-- Data records --
------------------------------------

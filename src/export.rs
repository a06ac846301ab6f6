//! Write the current filtered row set to a CSV file.

use std::fs::File;
use std::path::Path;

use color_eyre::Result;
use polars::prelude::*;

/// Write `df` to `path` as UTF-8, comma-separated CSV with a header row.
/// All of the frame's (normalized) columns are written as-is.
pub fn write_csv(df: &mut DataFrame, path: &Path) -> Result<()> {
    let file = File::create(path)?;
    CsvWriter::new(file)
        .with_separator(b',')
        .include_header(true)
        .finish(df)?;
    Ok(())
}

------------------------------------

-- HOW TO COMPLETE THIS TASK --
Begin at the line that has "a header row." in the entries above; stop after the line that has "CsvWriter::new(file)". Transcribe exactly those lines and no others.

-- WRITTEN ANSWER --
/// Write `df` to `path` as UTF-8, comma-separated CSV with a header row.
/// All of the frame's (normalized) columns are written as-is.
pub fn write_csv(df: &mut DataFrame, path: &Path) -> Result<()> {
    let file = File::create(path)?;
    CsvWriter::new(file)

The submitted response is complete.